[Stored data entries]
==============================

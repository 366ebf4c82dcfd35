//! Type definitions and enums.

use std::fmt;

use bitflags::bitflags;

use crate::ffi::raw;

/// Display adapter for a 32-bit four-character code.
///
/// Printable codes render as `'dfmt'`, anything else as hex.
#[derive(Debug, Clone, Copy, PartialEq, Eq, Hash)]
pub struct FourCC(pub u32);

impl fmt::Display for FourCC {
    fn fmt(&self, f: &mut fmt::Formatter<'_>) -> fmt::Result {
        let bytes = self.0.to_be_bytes();
        if bytes.iter().all(|b| b.is_ascii_graphic() || *b == b' ') {
            write!(f, "'")?;
            for b in bytes {
                write!(f, "{}", b as char)?;
            }
            write!(f, "'")
        } else {
            write!(f, "{:#010x}", self.0)
        }
    }
}

/// Status reported by the audio file stream entry points.
#[derive(Debug, Clone, Copy, PartialEq, Eq, Hash)]
pub enum StreamStatus {
    /// Success.
    Ok,
    /// The file type is not supported.
    UnsupportedFileType,
    /// The data format is not supported by this file type.
    UnsupportedDataFormat,
    /// The property is not supported.
    UnsupportedProperty,
    /// The size of the property data was not correct.
    BadPropertySize,
    /// Packets exist after the audio data; seeking requires more reads.
    NotOptimized,
    /// A packet offset was less than zero or past the end of the file.
    InvalidPacketOffset,
    /// The file is malformed or not an instance of its declared type.
    InvalidFile,
    /// The property value is not present in this file before the audio data.
    ValueUnknown,
    /// More data is needed before the request can be answered.
    DataUnavailable,
    /// The operation is not allowed, e.g. writing a read-only property.
    IllegalOperation,
    /// An unspecified error occurred.
    UnspecifiedError,
    /// A discontinuity occurred the parser cannot recover from.
    DiscontinuityCantRecover,
    /// Any status not listed above.
    Other(i32),
}

impl StreamStatus {
    /// Check if this status reports success.
    pub fn is_ok(&self) -> bool {
        matches!(self, StreamStatus::Ok)
    }
}

impl From<i32> for StreamStatus {
    fn from(code: i32) -> Self {
        match code {
            raw::NO_ERR => StreamStatus::Ok,
            raw::K_AUDIO_FILE_STREAM_ERR_UNSUPPORTED_FILE_TYPE => StreamStatus::UnsupportedFileType,
            raw::K_AUDIO_FILE_STREAM_ERR_UNSUPPORTED_DATA_FORMAT => {
                StreamStatus::UnsupportedDataFormat
            }
            raw::K_AUDIO_FILE_STREAM_ERR_UNSUPPORTED_PROPERTY => StreamStatus::UnsupportedProperty,
            raw::K_AUDIO_FILE_STREAM_ERR_BAD_PROPERTY_SIZE => StreamStatus::BadPropertySize,
            raw::K_AUDIO_FILE_STREAM_ERR_NOT_OPTIMIZED => StreamStatus::NotOptimized,
            raw::K_AUDIO_FILE_STREAM_ERR_INVALID_PACKET_OFFSET => StreamStatus::InvalidPacketOffset,
            raw::K_AUDIO_FILE_STREAM_ERR_INVALID_FILE => StreamStatus::InvalidFile,
            raw::K_AUDIO_FILE_STREAM_ERR_VALUE_UNKNOWN => StreamStatus::ValueUnknown,
            raw::K_AUDIO_FILE_STREAM_ERR_DATA_UNAVAILABLE => StreamStatus::DataUnavailable,
            raw::K_AUDIO_FILE_STREAM_ERR_ILLEGAL_OPERATION => StreamStatus::IllegalOperation,
            raw::K_AUDIO_FILE_STREAM_ERR_UNSPECIFIED_ERROR => StreamStatus::UnspecifiedError,
            raw::K_AUDIO_FILE_STREAM_ERR_DISCONTINUITY_CANT_RECOVER => {
                StreamStatus::DiscontinuityCantRecover
            }
            other => StreamStatus::Other(other),
        }
    }
}

impl From<StreamStatus> for i32 {
    fn from(status: StreamStatus) -> i32 {
        match status {
            StreamStatus::Ok => raw::NO_ERR,
            StreamStatus::UnsupportedFileType => raw::K_AUDIO_FILE_STREAM_ERR_UNSUPPORTED_FILE_TYPE,
            StreamStatus::UnsupportedDataFormat => {
                raw::K_AUDIO_FILE_STREAM_ERR_UNSUPPORTED_DATA_FORMAT
            }
            StreamStatus::UnsupportedProperty => raw::K_AUDIO_FILE_STREAM_ERR_UNSUPPORTED_PROPERTY,
            StreamStatus::BadPropertySize => raw::K_AUDIO_FILE_STREAM_ERR_BAD_PROPERTY_SIZE,
            StreamStatus::NotOptimized => raw::K_AUDIO_FILE_STREAM_ERR_NOT_OPTIMIZED,
            StreamStatus::InvalidPacketOffset => raw::K_AUDIO_FILE_STREAM_ERR_INVALID_PACKET_OFFSET,
            StreamStatus::InvalidFile => raw::K_AUDIO_FILE_STREAM_ERR_INVALID_FILE,
            StreamStatus::ValueUnknown => raw::K_AUDIO_FILE_STREAM_ERR_VALUE_UNKNOWN,
            StreamStatus::DataUnavailable => raw::K_AUDIO_FILE_STREAM_ERR_DATA_UNAVAILABLE,
            StreamStatus::IllegalOperation => raw::K_AUDIO_FILE_STREAM_ERR_ILLEGAL_OPERATION,
            StreamStatus::UnspecifiedError => raw::K_AUDIO_FILE_STREAM_ERR_UNSPECIFIED_ERROR,
            StreamStatus::DiscontinuityCantRecover => {
                raw::K_AUDIO_FILE_STREAM_ERR_DISCONTINUITY_CANT_RECOVER
            }
            StreamStatus::Other(code) => code,
        }
    }
}

impl fmt::Display for StreamStatus {
    fn fmt(&self, f: &mut fmt::Formatter<'_>) -> fmt::Result {
        let code = i32::from(*self);
        match self {
            StreamStatus::Other(_) => write!(f, "status {}", FourCC(code as u32)),
            named => write!(f, "{:?} ({})", named, FourCC(code as u32)),
        }
    }
}

/// Identifier of a queryable audio file stream property.
///
/// A newtype rather than an enum so codes unknown to this crate (reported by
/// newer framework versions through the property listener) survive intact.
#[derive(Debug, Clone, Copy, PartialEq, Eq, Hash)]
pub struct PropertyId(pub u32);

impl PropertyId {
    pub const READY_TO_PRODUCE_PACKETS: Self = Self(raw::K_PROPERTY_READY_TO_PRODUCE_PACKETS);
    pub const FILE_FORMAT: Self = Self(raw::K_PROPERTY_FILE_FORMAT);
    pub const DATA_FORMAT: Self = Self(raw::K_PROPERTY_DATA_FORMAT);
    pub const FORMAT_LIST: Self = Self(raw::K_PROPERTY_FORMAT_LIST);
    pub const MAGIC_COOKIE_DATA: Self = Self(raw::K_PROPERTY_MAGIC_COOKIE_DATA);
    pub const AUDIO_DATA_BYTE_COUNT: Self = Self(raw::K_PROPERTY_AUDIO_DATA_BYTE_COUNT);
    pub const AUDIO_DATA_PACKET_COUNT: Self = Self(raw::K_PROPERTY_AUDIO_DATA_PACKET_COUNT);
    pub const MAXIMUM_PACKET_SIZE: Self = Self(raw::K_PROPERTY_MAXIMUM_PACKET_SIZE);
    pub const DATA_OFFSET: Self = Self(raw::K_PROPERTY_DATA_OFFSET);
    pub const CHANNEL_LAYOUT: Self = Self(raw::K_PROPERTY_CHANNEL_LAYOUT);
    pub const PACKET_TO_FRAME: Self = Self(raw::K_PROPERTY_PACKET_TO_FRAME);
    pub const FRAME_TO_PACKET: Self = Self(raw::K_PROPERTY_FRAME_TO_PACKET);
    pub const PACKET_TO_BYTE: Self = Self(raw::K_PROPERTY_PACKET_TO_BYTE);
    pub const BYTE_TO_PACKET: Self = Self(raw::K_PROPERTY_BYTE_TO_PACKET);
    pub const PACKET_TABLE_INFO: Self = Self(raw::K_PROPERTY_PACKET_TABLE_INFO);
    pub const PACKET_SIZE_UPPER_BOUND: Self = Self(raw::K_PROPERTY_PACKET_SIZE_UPPER_BOUND);
    pub const AVERAGE_BYTES_PER_PACKET: Self = Self(raw::K_PROPERTY_AVERAGE_BYTES_PER_PACKET);
    pub const BIT_RATE: Self = Self(raw::K_PROPERTY_BIT_RATE);

    /// Get the raw four-character code.
    pub const fn code(&self) -> u32 {
        self.0
    }
}

impl fmt::Display for PropertyId {
    fn fmt(&self, f: &mut fmt::Formatter<'_>) -> fmt::Result {
        write!(f, "{}", FourCC(self.0))
    }
}

bitflags! {
    /// Flags exchanged with the property listener.
    #[derive(Debug, Clone, Copy, PartialEq, Eq, Hash, Default)]
    pub struct PropertyFlags: u32 {
        /// The parser has cached the property value.
        const PROPERTY_IS_CACHED = raw::K_PROPERTY_FLAG_PROPERTY_IS_CACHED;
        /// Set by a listener to ask the parser to cache the value.
        const CACHE_PROPERTY = raw::K_PROPERTY_FLAG_CACHE_PROPERTY;
    }
}

bitflags! {
    /// Flags passed with each chunk of bytes.
    #[derive(Debug, Clone, Copy, PartialEq, Eq, Hash, Default)]
    pub struct ParseFlags: u32 {
        /// The chunk does not follow the previous one.
        const DISCONTINUITY = raw::K_PARSE_FLAG_DISCONTINUITY;
    }
}

bitflags! {
    /// Flags returned by a seek.
    #[derive(Debug, Clone, Copy, PartialEq, Eq, Hash, Default)]
    pub struct SeekFlags: u32 {
        /// The returned byte offset is an estimate.
        const OFFSET_IS_ESTIMATED = raw::K_SEEK_FLAG_OFFSET_IS_ESTIMATED;
    }
}

/// Audio file type hint.
#[derive(Debug, Clone, Copy, PartialEq, Eq, Hash, Default)]
pub enum AudioFileType {
    /// No hint; let the parser sniff the data.
    #[default]
    Unknown,
    Aiff,
    Aifc,
    Wave,
    SoundDesigner2,
    Next,
    Mp3,
    Mp2,
    Mp1,
    Ac3,
    AacAdts,
    Mpeg4,
    M4a,
    M4b,
    Caf,
    ThreeGp,
    ThreeGp2,
    Amr,
    /// Any code not listed above.
    Other(u32),
}

impl AudioFileType {
    const CODES: &'static [(AudioFileType, &'static [u8; 4])] = &[
        (AudioFileType::Aiff, b"AIFF"),
        (AudioFileType::Aifc, b"AIFC"),
        (AudioFileType::Wave, b"WAVE"),
        (AudioFileType::SoundDesigner2, b"Sd2f"),
        (AudioFileType::Next, b"NeXT"),
        (AudioFileType::Mp3, b"MPG3"),
        (AudioFileType::Mp2, b"MPG2"),
        (AudioFileType::Mp1, b"MPG1"),
        (AudioFileType::Ac3, b"ac-3"),
        (AudioFileType::AacAdts, b"adts"),
        (AudioFileType::Mpeg4, b"mp4f"),
        (AudioFileType::M4a, b"m4af"),
        (AudioFileType::M4b, b"m4bf"),
        (AudioFileType::Caf, b"caff"),
        (AudioFileType::ThreeGp, b"3gpp"),
        (AudioFileType::ThreeGp2, b"3gp2"),
        (AudioFileType::Amr, b"amrf"),
    ];
}

impl From<AudioFileType> for u32 {
    fn from(ty: AudioFileType) -> u32 {
        match ty {
            AudioFileType::Unknown => 0,
            AudioFileType::Other(code) => code,
            known => AudioFileType::CODES
                .iter()
                .find(|(t, _)| *t == known)
                .map(|(_, code)| u32::from_be_bytes(**code))
                .unwrap_or(0),
        }
    }
}

impl From<u32> for AudioFileType {
    fn from(code: u32) -> Self {
        if code == 0 {
            return AudioFileType::Unknown;
        }
        AudioFileType::CODES
            .iter()
            .find(|(_, c)| u32::from_be_bytes(**c) == code)
            .map(|(t, _)| *t)
            .unwrap_or(AudioFileType::Other(code))
    }
}

/// Options for opening an audio file stream.
#[derive(Debug, Clone, Default)]
pub struct StreamOptions {
    /// Hint for the file type of the data to be parsed.
    pub file_type_hint: AudioFileType,
}

impl StreamOptions {
    /// Options with the given file type hint.
    pub fn with_hint(file_type_hint: AudioFileType) -> Self {
        Self { file_type_hint }
    }
}

/// Outcome of a packet seek.
#[derive(Debug, Clone, Copy, PartialEq, Eq)]
pub struct SeekResult {
    /// Byte offset of the packet within the audio data.
    pub byte_offset: i64,
    /// True if the offset is an estimate.
    pub is_estimate: bool,
}

/// Outcome of a frame to packet translation.
#[derive(Debug, Clone, Copy, PartialEq, Eq)]
pub struct FramePosition {
    /// Packet containing the frame.
    pub packet: i64,
    /// Frame offset within that packet.
    pub frame_offset_in_packet: u32,
}

/// Outcome of a packet to byte translation.
#[derive(Debug, Clone, Copy, PartialEq, Eq)]
pub struct ByteOffset {
    /// Byte offset of the packet.
    pub byte: i64,
    /// True if the offset is an estimate.
    pub is_estimate: bool,
}

/// Outcome of a byte to packet translation.
#[derive(Debug, Clone, Copy, PartialEq, Eq)]
pub struct PacketPosition {
    /// Packet containing the byte.
    pub packet: i64,
    /// Byte offset within that packet.
    pub byte_offset_in_packet: u32,
    /// True if the packet is an estimate.
    pub is_estimate: bool,
}

/// Description of a linear or compressed audio stream.
#[derive(Debug, Clone, Copy, PartialEq, Default)]
pub struct StreamBasicDescription {
    pub sample_rate: f64,
    pub format_id: u32,
    pub format_flags: u32,
    pub bytes_per_packet: u32,
    pub frames_per_packet: u32,
    pub bytes_per_frame: u32,
    pub channels_per_frame: u32,
    pub bits_per_channel: u32,
}

impl From<raw::AudioStreamBasicDescription> for StreamBasicDescription {
    fn from(asbd: raw::AudioStreamBasicDescription) -> Self {
        Self {
            sample_rate: asbd.m_sample_rate,
            format_id: asbd.m_format_id,
            format_flags: asbd.m_format_flags,
            bytes_per_packet: asbd.m_bytes_per_packet,
            frames_per_packet: asbd.m_frames_per_packet,
            bytes_per_frame: asbd.m_bytes_per_frame,
            channels_per_frame: asbd.m_channels_per_frame,
            bits_per_channel: asbd.m_bits_per_channel,
        }
    }
}

/// One packet inside a decoded chunk.
#[derive(Debug, Clone, Copy, PartialEq, Eq, Default)]
pub struct PacketDescription {
    /// Byte offset of the packet inside the chunk.
    pub start_offset: i64,
    /// Frames in the packet, zero for constant frame counts.
    pub variable_frames_in_packet: u32,
    /// Size of the packet in bytes.
    pub data_byte_size: u32,
}

impl From<raw::AudioStreamPacketDescription> for PacketDescription {
    fn from(desc: raw::AudioStreamPacketDescription) -> Self {
        Self {
            start_offset: desc.m_start_offset,
            variable_frames_in_packet: desc.m_variable_frames_in_packet,
            data_byte_size: desc.m_data_byte_size,
        }
    }
}

/// Priming and remainder frames of an encoded stream.
#[derive(Debug, Clone, Copy, PartialEq, Eq, Default)]
pub struct PacketTableInfo {
    pub number_valid_frames: i64,
    pub priming_frames: i32,
    pub remainder_frames: i32,
}

impl From<raw::AudioFilePacketTableInfo> for PacketTableInfo {
    fn from(info: raw::AudioFilePacketTableInfo) -> Self {
        Self {
            number_valid_frames: info.m_number_valid_frames,
            priming_frames: info.m_priming_frames,
            remainder_frames: info.m_remainder_frames,
        }
    }
}

impl From<PacketTableInfo> for raw::AudioFilePacketTableInfo {
    fn from(info: PacketTableInfo) -> Self {
        Self {
            m_number_valid_frames: info.number_valid_frames,
            m_priming_frames: info.priming_frames,
            m_remainder_frames: info.remainder_frames,
        }
    }
}

/// One entry of the stream's format list.
#[derive(Debug, Clone, Copy, PartialEq, Default)]
pub struct FormatListItem {
    pub format: StreamBasicDescription,
    pub channel_layout_tag: u32,
}

impl From<raw::AudioFormatListItem> for FormatListItem {
    fn from(item: raw::AudioFormatListItem) -> Self {
        Self {
            format: item.m_asbd.into(),
            channel_layout_tag: item.m_channel_layout_tag,
        }
    }
}

/// Position and role of one channel.
#[derive(Debug, Clone, Copy, PartialEq, Default)]
pub struct ChannelDescription {
    pub label: u32,
    pub flags: u32,
    pub coordinates: [f32; 3],
}

impl From<raw::AudioChannelDescription> for ChannelDescription {
    fn from(desc: raw::AudioChannelDescription) -> Self {
        Self {
            label: desc.m_channel_label,
            flags: desc.m_channel_flags,
            coordinates: desc.m_coordinates,
        }
    }
}

/// Decoded channel layout.
#[derive(Debug, Clone, PartialEq, Default)]
pub struct ChannelLayout {
    pub tag: u32,
    pub bitmap: u32,
    pub descriptions: Vec<ChannelDescription>,
}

==============================

» Problem requirements
The lines above from the one containing "crate (reported by" through the one containing "pub const PACKET_SIZE_UPPER_BOUND: Self" are to be set down exactly, and no others.

» Exercise result
/// A newtype rather than an enum so codes unknown to this crate (reported by
/// newer framework versions through the property listener) survive intact.
#[derive(Debug, Clone, Copy, PartialEq, Eq, Hash)]
pub struct PropertyId(pub u32);

impl PropertyId {
    pub const READY_TO_PRODUCE_PACKETS: Self = Self(raw::K_PROPERTY_READY_TO_PRODUCE_PACKETS);
    pub const FILE_FORMAT: Self = Self(raw::K_PROPERTY_FILE_FORMAT);
    pub const DATA_FORMAT: Self = Self(raw::K_PROPERTY_DATA_FORMAT);
    pub const FORMAT_LIST: Self = Self(raw::K_PROPERTY_FORMAT_LIST);
    pub const MAGIC_COOKIE_DATA: Self = Self(raw::K_PROPERTY_MAGIC_COOKIE_DATA);
    pub const AUDIO_DATA_BYTE_COUNT: Self = Self(raw::K_PROPERTY_AUDIO_DATA_BYTE_COUNT);
    pub const AUDIO_DATA_PACKET_COUNT: Self = Self(raw::K_PROPERTY_AUDIO_DATA_PACKET_COUNT);
    pub const MAXIMUM_PACKET_SIZE: Self = Self(raw::K_PROPERTY_MAXIMUM_PACKET_SIZE);
    pub const DATA_OFFSET: Self = Self(raw::K_PROPERTY_DATA_OFFSET);
    pub const CHANNEL_LAYOUT: Self = Self(raw::K_PROPERTY_CHANNEL_LAYOUT);
    pub const PACKET_TO_FRAME: Self = Self(raw::K_PROPERTY_PACKET_TO_FRAME);
    pub const FRAME_TO_PACKET: Self = Self(raw::K_PROPERTY_FRAME_TO_PACKET);
    pub const PACKET_TO_BYTE: Self = Self(raw::K_PROPERTY_PACKET_TO_BYTE);
    pub const BYTE_TO_PACKET: Self = Self(raw::K_PROPERTY_BYTE_TO_PACKET);
    pub const PACKET_TABLE_INFO: Self = Self(raw::K_PROPERTY_PACKET_TABLE_INFO);
    pub const PACKET_SIZE_UPPER_BOUND: Self = Self(raw::K_PROPERTY_PACKET_SIZE_UPPER_BOUND);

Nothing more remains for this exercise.